Start of Block

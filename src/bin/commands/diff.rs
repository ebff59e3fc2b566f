use clap::Args;
use hailstone::migration::{
    ConsolePrompter, MigrationGenerator, SqlMigrationWriter, SqliteSchemaAdapter,
};
use hailstone::HailstoneConfig;

use super::open_connection;

/// Arguments for the Diff command
#[derive(Args)]
pub struct DiffArgs {
    /// Pretty-print JSON output
    #[clap(long)]
    pub pretty: bool,
}

pub fn run(config: &HailstoneConfig, args: DiffArgs) {
    let mut conn = open_connection(config);

    let mut adapter =
        SqliteSchemaAdapter::new().ignore_table(config.migrations.tracking_table.as_str());
    let writer = SqlMigrationWriter::new(conn.engine());
    let mut prompter = ConsolePrompter::stdio();

    let diff = MigrationGenerator::new(
        config.generate_settings(),
        &mut adapter,
        &writer,
        &mut prompter,
    )
    .and_then(|mut generator| generator.diff(&mut conn));

    let diff = match diff {
        Ok(diff) => diff,
        Err(e) => {
            eprintln!("Failed to compare schemas: {}", e);
            std::process::exit(1);
        }
    };

    let output = if args.pretty {
        serde_json::to_string_pretty(&diff)
    } else {
        serde_json::to_string(&diff)
    };
    match output {
        Ok(json) => println!("{}", json),
        Err(e) => eprintln!("Error serializing diff: {}", e),
    }

    if !diff.is_empty() {
        std::process::exit(1);
    }
}
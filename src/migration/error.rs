//! Errors raised while generating migrations

use std::path::PathBuf;
use thiserror::Error;

use crate::database::DbError;

#[derive(Debug, Error)]
pub enum MigrationError {
    #[error("the migration class name \"{0}\" is invalid, use CamelCase words such as \"CreateUserTable\"")]
    InvalidClassName(String),

    #[error("the migration class name \"{0}\" already exists")]
    DuplicateClassName(String),

    #[error("the migration file \"{}\" already exists", .0.display())]
    FileExists(PathBuf),

    #[error("unsupported schema file extension for \"{}\", expected .json, .yaml or .yml", .0.display())]
    UnsupportedSnapshotExtension(PathBuf),

    #[error("marking a migration requires a migration recorder")]
    MissingRecorder,

    #[error("i/o error on \"{}\": {source}", path.display())]
    Io {
        path: PathBuf,
        #[source]
        source: std::io::Error,
    },

    #[error("failed to encode schema for \"{}\": {message}", path.display())]
    Encode { path: PathBuf, message: String },

    #[error("failed to decode schema file \"{}\": {message}", path.display())]
    Decode { path: PathBuf, message: String },

    #[error("invalid naming pattern: {0}")]
    Pattern(#[from] regex::Error),

    #[error(transparent)]
    Database(#[from] DbError),
}

impl MigrationError {
    pub(crate) fn io(path: impl Into<PathBuf>) -> impl FnOnce(std::io::Error) -> MigrationError {
        let path = path.into();
        move |source| MigrationError::Io { path, source }
    }
}
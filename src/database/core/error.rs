//! Error taxonomy of the connection manager

use thiserror::Error;

use super::driver::{DriverError, ErrorInfo};
use super::engine::Engine;

#[derive(Debug, Error)]
pub enum DbError {
    /// Unsupported or contradictory connection configuration
    #[error("invalid connection configuration: {0}")]
    Config(String),

    #[error("unsupported database engine '{0}'")]
    UnsupportedEngine(String),

    #[error("no driver registered for engine {0}")]
    NoDriver(Engine),

    /// Opening the handle or running a session command failed
    #[error("failed to connect to '{dsn}': {source}")]
    Connection {
        dsn: String,
        #[source]
        source: DriverError,
    },

    /// The connection was lost again after the single reconnect
    #[error("connection lost while running '{sql}': {source}")]
    ConnectionLost {
        sql: String,
        #[source]
        source: DriverError,
    },

    #[error("statement failed '{sql}': {source}")]
    Statement {
        sql: String,
        #[source]
        source: DriverError,
    },

    #[error("transaction {action} failed: {source}")]
    Transaction {
        action: &'static str,
        #[source]
        source: DriverError,
    },

    /// Rolling back after a failed unit of work failed as well
    #[error("rollback failed after error '{original}': {source}")]
    RollbackFailed {
        original: String,
        #[source]
        source: DriverError,
    },

    #[error("connection is not open")]
    NotConnected,
}

impl DbError {
    /// Driver-native error information carried by this error, if any
    pub fn error_info(&self) -> Option<ErrorInfo> {
        match self {
            DbError::Connection { source, .. }
            | DbError::ConnectionLost { source, .. }
            | DbError::Statement { source, .. }
            | DbError::Transaction { source, .. }
            | DbError::RollbackFailed { source, .. } => Some(source.info()),
            _ => None,
        }
    }
}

End of Block

Task description —
Each line of the listing has to be repeated exactly in the reply.

Worked solution —
filename src/bin/commands/diff.rs
repository ebff59e3fc2b566f
use clap::Args;
use hailstone::migration::{
    ConsolePrompter, MigrationGenerator, SqlMigrationWriter, SqliteSchemaAdapter,
};
use hailstone::HailstoneConfig;

use super::open_connection;

/// Arguments for the Diff command
#[derive(Args)]
pub struct DiffArgs {
    /// Pretty-print JSON output
    #[clap(long)]
    pub pretty: bool,
}

pub fn run(config: &HailstoneConfig, args: DiffArgs) {
    let mut conn = open_connection(config);

    let mut adapter =
        SqliteSchemaAdapter::new().ignore_table(config.migrations.tracking_table.as_str());
    let writer = SqlMigrationWriter::new(conn.engine());
    let mut prompter = ConsolePrompter::stdio();

    let diff = MigrationGenerator::new(
        config.generate_settings(),
        &mut adapter,
        &writer,
        &mut prompter,
    )
    .and_then(|mut generator| generator.diff(&mut conn));

    let diff = match diff {
        Ok(diff) => diff,
        Err(e) => {
            eprintln!("Failed to compare schemas: {}", e);
            std::process::exit(1);
        }
    };

    let output = if args.pretty {
        serde_json::to_string_pretty(&diff)
    } else {
        serde_json::to_string(&diff)
    };
    match output {
        Ok(json) => println!("{}", json),
        Err(e) => eprintln!("Error serializing diff: {}", e),
    }

    if !diff.is_empty() {
        std::process::exit(1);
    }
}
filename src/migration/error.rs
//! Errors raised while generating migrations

use std::path::PathBuf;
use thiserror::Error;

use crate::database::DbError;

#[derive(Debug, Error)]
pub enum MigrationError {
    #[error("the migration class name \"{0}\" is invalid, use CamelCase words such as \"CreateUserTable\"")]
    InvalidClassName(String),

    #[error("the migration class name \"{0}\" already exists")]
    DuplicateClassName(String),

    #[error("the migration file \"{}\" already exists", .0.display())]
    FileExists(PathBuf),

    #[error("unsupported schema file extension for \"{}\", expected .json, .yaml or .yml", .0.display())]
    UnsupportedSnapshotExtension(PathBuf),

    #[error("marking a migration requires a migration recorder")]
    MissingRecorder,

    #[error("i/o error on \"{}\": {source}", path.display())]
    Io {
        path: PathBuf,
        #[source]
        source: std::io::Error,
    },

    #[error("failed to encode schema for \"{}\": {message}", path.display())]
    Encode { path: PathBuf, message: String },

    #[error("failed to decode schema file \"{}\": {message}", path.display())]
    Decode { path: PathBuf, message: String },

    #[error("invalid naming pattern: {0}")]
    Pattern(#[from] regex::Error),

    #[error(transparent)]
    Database(#[from] DbError),
}

impl MigrationError {
    pub(crate) fn io(path: impl Into<PathBuf>) -> impl FnOnce(std::io::Error) -> MigrationError {
        let path = path.into();
        move |source| MigrationError::Io { path, source }
    }
}
filename src/database/core/error.rs
//! Error taxonomy of the connection manager

use thiserror::Error;

use super::driver::{DriverError, ErrorInfo};
use super::engine::Engine;

#[derive(Debug, Error)]
pub enum DbError {
    /// Unsupported or contradictory connection configuration
    #[error("invalid connection configuration: {0}")]
    Config(String),

    #[error("unsupported database engine '{0}'")]
    UnsupportedEngine(String),

    #[error("no driver registered for engine {0}")]
    NoDriver(Engine),

    /// Opening the handle or running a session command failed
    #[error("failed to connect to '{dsn}': {source}")]
    Connection {
        dsn: String,
        #[source]
        source: DriverError,
    },

    /// The connection was lost again after the single reconnect
    #[error("connection lost while running '{sql}': {source}")]
    ConnectionLost {
        sql: String,
        #[source]
        source: DriverError,
    },

    #[error("statement failed '{sql}': {source}")]
    Statement {
        sql: String,
        #[source]
        source: DriverError,
    },

    #[error("transaction {action} failed: {source}")]
    Transaction {
        action: &'static str,
        #[source]
        source: DriverError,
    },

    /// Rolling back after a failed unit of work failed as well
    #[error("rollback failed after error '{original}': {source}")]
    RollbackFailed {
        original: String,
        #[source]
        source: DriverError,
    },

    #[error("connection is not open")]
    NotConnected,
}

impl DbError {
    /// Driver-native error information carried by this error, if any
    pub fn error_info(&self) -> Option<ErrorInfo> {
        match self {
            DbError::Connection { source, .. }
            | DbError::ConnectionLost { source, .. }
            | DbError::Statement { source, .. }
            | DbError::Transaction { source, .. }
            | DbError::RollbackFailed { source, .. } => Some(source.info()),
            _ => None,
        }
    }
}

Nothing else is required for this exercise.